Modes of receive operation
Blocking Receive:
The Receive call blocks until the data expected arrives and is written in the specified
user buffer. Then control is returned to the user process.
Non-blocking Receive:
• The Receive call will cause the kernel to register the call and return the handle
of a location that the user process can later check for the completion of the
non-blocking Receive operation.
• This location gets posted by the kernel after the expected data arrives and is
copied to the user-specified buffer. The user process can check for then
completion of the non-blocking Receive by invoking the Wait operation on the
returned handle.
•
Processor Synchrony

Processor synchrony indicates that all the processors execute in lock-step with their clocks
synchronized.

To ensure that no processor begins executing the next step of code until all the processors
have completed executing the previous steps ofcode assigned to each of the processors.

Libraries and standards

There exists a wide range of primitives for message-passing. The message-passing interface
(MPI) library and the PVM (parallel virtual machine) library are used largely by the
scientific community
• Message Passing Interface (MPI): This is a standardized and portable message-
passing system to function on a wide variety of parallel computers. MPI primarily
addresses the message-passing parallel programming model: data is moved from the
address space of one process to that of another process through cooperative
operations on each process.
• Parallel Virtual Machine (PVM): It is a software tool for parallel networking of
computers. It is designed to allow a network of heterogeneous Unix and/or Windows
machines to be used as a single distributed parallel processor.
• Remote Procedure Call (RPC): The Remote Procedure Call (RPC) is a common
model of request reply protocol. In RPC, the procedure need not exist in the same
address space as the calling procedure.
• Remote Method Invocation (RMI): RMI (Remote Method Invocation) is a way that
a programmer can write object-oriented programming in which objects on different
computers can interact in a distributed network.
• Remote Procedure Call (RPC): RPC is a powerful technique for constructing
distributed, client-server based applications. In RPC, the procedure need not exist in
the same address space as the calling procedure. The two processes may be on the
same system, or they may be on different systems with a network connecting them.

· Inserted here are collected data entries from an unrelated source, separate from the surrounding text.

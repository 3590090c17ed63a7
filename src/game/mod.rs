//! Game module - session context and item transfers

mod state;

pub use state::{Game, TransferError, unix_now};
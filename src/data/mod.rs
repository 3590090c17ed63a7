//! Static catalog
//!
//! Item templates, affix tier tables, unique definitions and set definitions,
//! loaded from external RON files for data-driven content and easy modding.

pub mod loader;
pub mod items;
pub mod affixes;
pub mod uniques;
pub mod sets;

pub use loader::{Catalog, export_default_data};
pub use items::{ItemTemplate, ItemTemplates, Requirements, ImplicitRange, WeaponStats, FlaskBehavior, CurrencyBehavior, SocketableBehavior};
pub use affixes::{AffixDef, AffixTier, AffixTable};
pub use uniques::{UniqueDef, UniqueDefs, UniqueExplicit, ValueRoll};
pub use sets::{ItemSet, SetDefs, SetThreshold, StatBonus};
//! Unique item definitions
//!
//! Hand-authored items with a fixed explicit modifier list rolled over a
//! regular base template.

use rand::Rng;
use serde::{Deserialize, Serialize};

use crate::items::item::{AffixKind, Modifier};
use crate::items::stats::StatId;

/// Value of a unique explicit: fixed, or an inclusive range
#[derive(Debug, Clone, Copy, PartialEq, Eq, Serialize, Deserialize)]
pub enum ValueRoll {
    Fixed(i32),
    Range(i32, i32),
}

impl ValueRoll {
    /// Sample a concrete value
    pub fn roll(&self, rng: &mut impl Rng) -> i32 {
        match *self {
            ValueRoll::Fixed(v) => v,
            ValueRoll::Range(a, b) => rng.gen_range(a.min(b)..=a.max(b)),
        }
    }
}

/// One explicit line of a unique
#[derive(Debug, Clone, PartialEq, Eq, Serialize, Deserialize)]
pub struct UniqueExplicit {
    pub group: String,
    pub stat: StatId,
    pub value: ValueRoll,
}

/// A unique item definition
#[derive(Debug, Clone, PartialEq, Serialize, Deserialize)]
pub struct UniqueDef {
    pub id: String,
    pub name: String,
    /// Base template id
    pub base: String,
    pub explicits: Vec<UniqueExplicit>,
    #[serde(default)]
    pub set_id: Option<String>,
}

impl UniqueDef {
    /// Roll every explicit line into modifiers
    pub fn roll_explicits(&self, rng: &mut impl Rng) -> Vec<Modifier> {
        self.explicits
            .iter()
            .map(|e| Modifier {
                group: e.group.clone(),
                stat: e.stat,
                tier: 0,
                value: e.value.roll(rng),
                kind: AffixKind::Unique,
            })
            .collect()
    }
}

/// Collection of unique definitions
#[derive(Debug, Clone, Default, Serialize, Deserialize)]
pub struct UniqueDefs {
    pub uniques: Vec<UniqueDef>,
}

impl UniqueDefs {
    pub fn find(&self, id: &str) -> Option<&UniqueDef> {
        self.uniques.iter().find(|u| u.id == id)
    }

    pub fn is_empty(&self) -> bool {
        self.uniques.is_empty()
    }
}

fn line(group: &str, stat: StatId, value: ValueRoll) -> UniqueExplicit {
    UniqueExplicit { group: group.to_string(), stat, value }
}

/// Create default unique definitions (hardcoded fallback)
pub fn default_unique_defs() -> UniqueDefs {
    use ValueRoll::{Fixed, Range};

    UniqueDefs {
        uniques: vec![
            UniqueDef {
                id: "goldrim".to_string(),
                name: "Goldrim".to_string(),
                base: "leather_cap".to_string(),
                explicits: vec![
                    line("evasion", StatId::Evasion, Range(30, 50)),
                    line("fire_resistance", StatId::FireResistance, Fixed(30)),
                    line("cold_resistance", StatId::ColdResistance, Fixed(30)),
                    line("lightning_resistance", StatId::LightningResistance, Fixed(30)),
                ],
                set_id: None,
            },
            UniqueDef {
                id: "wanderlust".to_string(),
                name: "Wanderlust".to_string(),
                base: "wool_shoes".to_string(),
                explicits: vec![
                    line("dexterity", StatId::Dexterity, Fixed(5)),
                    line("movement_speed", StatId::MovementSpeed, Fixed(20)),
                    line("mana_regeneration", StatId::ManaRegeneration, Range(20, 40)),
                ],
                set_id: None,
            },
            UniqueDef {
                id: "lifesprig".to_string(),
                name: "Lifesprig".to_string(),
                base: "driftwood_wand".to_string(),
                explicits: vec![
                    line("increased_spell", StatId::IncreasedSpellDamage, Range(30, 40)),
                    line("maximum_life", StatId::MaximumLife, Fixed(10)),
                    line("cast_speed", StatId::IncreasedCastSpeed, Range(8, 12)),
                ],
                set_id: None,
            },
            UniqueDef {
                id: "bramblejack".to_string(),
                name: "Bramblejack".to_string(),
                base: "plate_vest".to_string(),
                explicits: vec![
                    line("armour", StatId::Armour, Range(40, 60)),
                    line("life", StatId::MaximumLife, Range(60, 80)),
                ],
                set_id: None,
            },
            UniqueDef {
                id: "warden_crown".to_string(),
                name: "Crown of the Warden".to_string(),
                base: "warden_helm".to_string(),
                explicits: vec![
                    line("armour", StatId::Armour, Range(50, 70)),
                    line("strength", StatId::Strength, Range(15, 25)),
                ],
                set_id: Some("wardens_vigil".to_string()),
            },
        ],
    }
}

#[cfg(test)]
mod tests {
    use super::*;
    use rand::rngs::StdRng;
    use rand::SeedableRng;

    #[test]
    fn test_value_roll_in_range() {
        let mut rng = StdRng::seed_from_u64(7);
        for _ in 0..200 {
            let v = ValueRoll::Range(10, 20).roll(&mut rng);
            assert!((10..=20).contains(&v));
        }
        assert_eq!(ValueRoll::Fixed(5).roll(&mut rng), 5);
        // Reversed bounds are tolerated
        let v = ValueRoll::Range(9, 3).roll(&mut rng);
        assert!((3..=9).contains(&v));
    }

    #[test]
    fn test_roll_explicits_keeps_authored_lines() {
        let mut rng = StdRng::seed_from_u64(1);
        let defs = default_unique_defs();
        let goldrim = defs.find("goldrim").unwrap();
        let mods = goldrim.roll_explicits(&mut rng);
        assert_eq!(mods.len(), 4);
        assert!(mods.iter().all(|m| m.kind == AffixKind::Unique));
    }
}
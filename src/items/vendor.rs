//! Vendor offers and gold ledger
//!
//! A vendor stocks a handful of generated items (never above magic rarity)
//! and holds the player's gold balance. Buying is all-or-nothing and selling
//! always succeeds, so the balance can never go negative.

use rand::Rng;
use serde::{Deserialize, Serialize};

use crate::data::Catalog;
use super::item::{ItemIdAllocator, ItemInstance, Rarity};
use super::loot::{generate_item, roll_affixes};

/// Default number of items a vendor stocks
pub const DEFAULT_OFFER_COUNT: usize = 6;

/// Gold per item level before the rarity multiplier
pub const PRICE_PER_LEVEL: u64 = 10;

/// Price the vendor asks for an item
pub fn buy_price(item: &ItemInstance) -> u64 {
    (item.level as u64)
        .saturating_mul(PRICE_PER_LEVEL)
        .saturating_mul(item.rarity.price_multiplier())
}

/// Gold paid for an item: 40% of its buy price, rounded down
pub fn sell_price(item: &ItemInstance) -> u64 {
    buy_price(item) / 5 * 2 + buy_price(item) % 5 * 2 / 5
}

/// Vendor stock plus the gold balance
#[derive(Debug, Clone, PartialEq, Serialize, Deserialize)]
pub struct VendorLedger {
    /// Items for sale
    pub offers: Vec<ItemInstance>,
    /// Player gold
    pub gold: u64,
    /// Area level the offers were rolled for
    pub level: u32,
    /// Unix seconds of the last restock
    #[serde(default)]
    pub last_refresh: Option<u64>,
    pub offer_count: usize,
    /// Seconds between restocks
    pub refresh_interval: u64,
}

impl Default for VendorLedger {
    fn default() -> Self {
        Self::new(0)
    }
}

impl VendorLedger {
    pub fn new(gold: u64) -> Self {
        Self {
            offers: Vec::new(),
            gold,
            level: 1,
            last_refresh: None,
            offer_count: DEFAULT_OFFER_COUNT,
            refresh_interval: 600,
        }
    }

    /// Replace the offers with freshly generated stock for `level`.
    ///
    /// Uniques are never rolled; a rare roll is knocked down to magic and
    /// its modifiers are re-rolled as a magic item's.
    pub fn init_offers(&mut self, catalog: &Catalog, ids: &mut ItemIdAllocator, level: u32, rng: &mut impl Rng) {
        self.level = level;
        self.offers.clear();
        for _ in 0..self.offer_count {
            let Some(mut item) = generate_item(catalog, ids, level, false, rng) else {
                log::warn!("Vendor could not generate stock: catalog has no bases");
                break;
            };
            if item.rarity == Rarity::Rare {
                item.rarity = Rarity::Magic;
                item.modifiers = roll_affixes(&catalog.affixes, item.slot, Rarity::Magic, rng);
            }
            self.offers.push(item);
        }
        log::info!("Vendor stocked {} items for level {}", self.offers.len(), level);
    }

    /// True when the stock has never been rolled or is older than the
    /// refresh interval
    pub fn needs_refresh(&self, now: u64) -> bool {
        match self.last_refresh {
            Some(last) => now.saturating_sub(last) >= self.refresh_interval,
            None => true,
        }
    }

    /// Restock and stamp the refresh time
    pub fn refresh(&mut self, now: u64, catalog: &Catalog, ids: &mut ItemIdAllocator, level: u32, rng: &mut impl Rng) {
        self.init_offers(catalog, ids, level, rng);
        self.last_refresh = Some(now);
    }

    pub fn can_afford(&self, index: usize) -> bool {
        self.offers.get(index).map(|item| self.gold >= buy_price(item)).unwrap_or(false)
    }

    /// Buy the offer at `index`. Returns `None` without touching anything if
    /// the index is out of range or the gold does not cover the price.
    pub fn buy(&mut self, index: usize) -> Option<ItemInstance> {
        if !self.can_afford(index) {
            return None;
        }
        let item = self.offers.remove(index);
        let price = buy_price(&item);
        self.gold -= price;
        log::debug!("Bought {} for {} gold ({} left)", item.display_name(), price, self.gold);
        Some(item)
    }

    /// Sell an item to the vendor. Always succeeds; returns gold earned.
    pub fn sell(&mut self, item: ItemInstance) -> u64 {
        let earned = sell_price(&item);
        self.gold = self.gold.saturating_add(earned);
        log::debug!("Sold {} for {} gold", item.display_name(), earned);
        earned
    }

    /// Put a bought item back on offer and refund it. Used when the buyer
    /// has no room for it.
    pub fn refund(&mut self, index: usize, item: ItemInstance) {
        self.gold = self.gold.saturating_add(buy_price(&item));
        let index = index.min(self.offers.len());
        self.offers.insert(index, item);
    }
}

#[cfg(test)]
mod tests {
    use super::*;
    use rand::rngs::StdRng;
    use rand::SeedableRng;

    fn item(uid: u64, level: u32, rarity: Rarity) -> ItemInstance {
        let mut item = ItemInstance::new(uid, "iron_hat", "Iron Hat", level);
        item.rarity = rarity;
        item
    }

    #[test]
    fn test_prices() {
        assert_eq!(buy_price(&item(1, 10, Rarity::Normal)), 100);
        assert_eq!(buy_price(&item(1, 10, Rarity::Magic)), 200);
        assert_eq!(buy_price(&item(1, 10, Rarity::Rare)), 500);
        assert_eq!(buy_price(&item(1, 10, Rarity::Unique)), 1000);
        assert_eq!(sell_price(&item(1, 10, Rarity::Normal)), 40);
        assert_eq!(buy_price(&item(1, 0, Rarity::Rare)), 0);
    }

    #[test]
    fn test_sell_never_exceeds_buy() {
        for level in [0, 1, 3, 7, 10, 99, u32::MAX] {
            for rarity in Rarity::ALL {
                let it = item(1, level, rarity);
                let (buy, sell) = (buy_price(&it), sell_price(&it));
                assert!(sell <= buy);
                // floor(buy * 0.4)
                assert_eq!(sell as u128, buy as u128 * 2 / 5);
            }
        }
    }

    #[test]
    fn test_buy_with_exact_gold_then_broke() {
        let mut vendor = VendorLedger::new(100);
        vendor.offers = vec![item(1, 10, Rarity::Normal), item(2, 10, Rarity::Normal)];

        let bought = vendor.buy(0).unwrap();
        assert_eq!(bought.uid, 1);
        assert_eq!(vendor.gold, 0);
        assert_eq!(vendor.offers.len(), 1);

        let before = vendor.offers.clone();
        assert!(vendor.buy(0).is_none());
        assert_eq!(vendor.offers, before);
        assert_eq!(vendor.gold, 0);
    }

    #[test]
    fn test_buy_out_of_range() {
        let mut vendor = VendorLedger::new(1_000);
        assert!(vendor.buy(3).is_none());
        assert_eq!(vendor.gold, 1_000);
    }

    #[test]
    fn test_sell_credits_gold() {
        let mut vendor = VendorLedger::new(5);
        assert_eq!(vendor.sell(item(1, 10, Rarity::Magic)), 80);
        assert_eq!(vendor.gold, 85);
    }

    #[test]
    fn test_refund_restores_offer_and_gold() {
        let mut vendor = VendorLedger::new(200);
        vendor.offers = vec![item(1, 10, Rarity::Normal), item(2, 10, Rarity::Magic)];
        let before = vendor.clone();
        let bought = vendor.buy(1).unwrap();
        vendor.refund(1, bought);
        assert_eq!(vendor, before);
    }

    #[test]
    fn test_offers_never_above_magic() {
        let catalog = Catalog::default();
        let mut ids = ItemIdAllocator::new();
        let mut rng = StdRng::seed_from_u64(3);
        let mut vendor = VendorLedger::new(0);
        for _ in 0..100 {
            vendor.init_offers(&catalog, &mut ids, 20, &mut rng);
            assert_eq!(vendor.offers.len(), DEFAULT_OFFER_COUNT);
            for offer in &vendor.offers {
                assert!(offer.rarity <= Rarity::Magic, "{:?}", offer.rarity);
                assert!(offer.unique_id.is_none());
                assert!((1..=2).contains(&offer.modifiers.len()) || offer.rarity == Rarity::Normal);
                assert!(offer.modifiers.len() <= 2);
            }
        }
    }

    #[test]
    fn test_downgraded_offers_use_magic_tiers() {
        let catalog = Catalog::default();
        let mut ids = ItemIdAllocator::new();
        let mut rng = StdRng::seed_from_u64(20);
        let mut vendor = VendorLedger::new(0);
        for _ in 0..300 {
            vendor.init_offers(&catalog, &mut ids, 20, &mut rng);
            for offer in vendor.offers.iter().filter(|o| o.rarity == Rarity::Magic) {
                assert!(
                    offer.modifiers.iter().all(|m| Rarity::Magic.allowed_tiers().contains(&m.tier)),
                    "{:?}",
                    offer.modifiers
                );
                assert!(offer.groups_are_exclusive());
            }
        }
    }

    #[test]
    fn test_empty_catalog_gives_no_offers() {
        let mut vendor = VendorLedger::new(0);
        vendor.init_offers(&Catalog::empty(), &mut ItemIdAllocator::new(), 5, &mut StdRng::seed_from_u64(1));
        assert!(vendor.offers.is_empty());
    }

    #[test]
    fn test_refresh_interval() {
        let catalog = Catalog::default();
        let mut ids = ItemIdAllocator::new();
        let mut rng = StdRng::seed_from_u64(8);
        let mut vendor = VendorLedger::new(0);
        assert!(vendor.needs_refresh(0));

        vendor.refresh(1_000, &catalog, &mut ids, 5, &mut rng);
        assert!(!vendor.needs_refresh(1_000 + vendor.refresh_interval - 1));
        assert!(vendor.needs_refresh(1_000 + vendor.refresh_interval));
        // Clock going backwards does not force a restock
        assert!(!vendor.needs_refresh(10));
    }
}
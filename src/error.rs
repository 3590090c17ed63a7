//! Error types
//!
//! Only conditions with no sane in-band fallback end up here. Everything a
//! player can trigger by clicking (overlapping placement, wrong currency for
//! the rarity, not enough gold) is reported through return values instead.

use thiserror::Error;

/// Hard failures of the loot core
#[derive(Error, Debug, Clone, PartialEq, Eq)]
pub enum LootError {
    /// The catalog has no equippable base templates at all
    #[error("catalog contains no base item templates")]
    EmptyCatalog,

    /// A template was used as a currency but carries no currency behavior
    #[error("template '{0}' is not a currency")]
    NotCurrency(String),

    /// A currency action tag that the crafting engine does not know
    #[error("unknown currency action: {0}")]
    UnknownCurrencyAction(String),

    /// A template id referenced by an item is missing from the catalog
    #[error("unknown item template: {0}")]
    UnknownTemplate(String),

    /// An item uid that is not held where the caller said it was
    #[error("item {0} not found")]
    ItemNotFound(u64),

    /// Filesystem failure while reading or writing data
    #[error("IO error: {0}")]
    Io(String),

    /// Malformed RON/JSON content
    #[error("parse error: {0}")]
    Parse(String),

    /// Save file written by an incompatible version
    #[error("save version mismatch: expected {expected}, found {found}")]
    VersionMismatch {
        /// Version this build writes
        expected: u32,
        /// Version found on disk
        found: u32,
    },
}

/// Result alias for loot operations
pub type LootResult<T> = Result<T, LootError>;

impl From<std::io::Error> for LootError {
    fn from(e: std::io::Error) -> Self {
        LootError::Io(e.to_string())
    }
}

• Common Object Request Broker Architecture (CORBA): CORBA describes a

messaging mechanism by which objects distributed over a network can communicate with
each other irrespective of the platform and language used to develop those objects.
1.6 SYNCHRONOUS VS ASYNCHRONOUS EXECUTIONS
The execution of process in distributed systems may be synchronous or asynchronous.

Asynchronous Execution:
A communication among processes is considered asynchronous, when every
communicating process can have a different observation of the order of the messages being
exchanged. In an asynchronous execution:
• there is no processor synchrony and there is no bound on the drift rate of processor
clocks
• message delays are finite but unbounded
• no upper bound on the time taken by a process
Fig: Asynchronous execution in message passing system

Synchronous Execution:
A communication among processes is considered synchronous when every process
observes the same order of messages within the system. In an synchronous execution:
• processors are synchronized and the clock drift rate between any two processors is
bounded
• message delivery times are such that they occur in one logical step or round
• upper bound on the time taken by a process to execute a
step.

Emulating an asynchronous system by a synchronous system (A → S)

An asynchronous program can be emulated on a synchronous system fairly trivially as the
synchronous system is a special case of an asynchronous system – all communication
finishes within the same round in which it is initiated.

Emulating a synchronous system by an asynchronous system (S → A)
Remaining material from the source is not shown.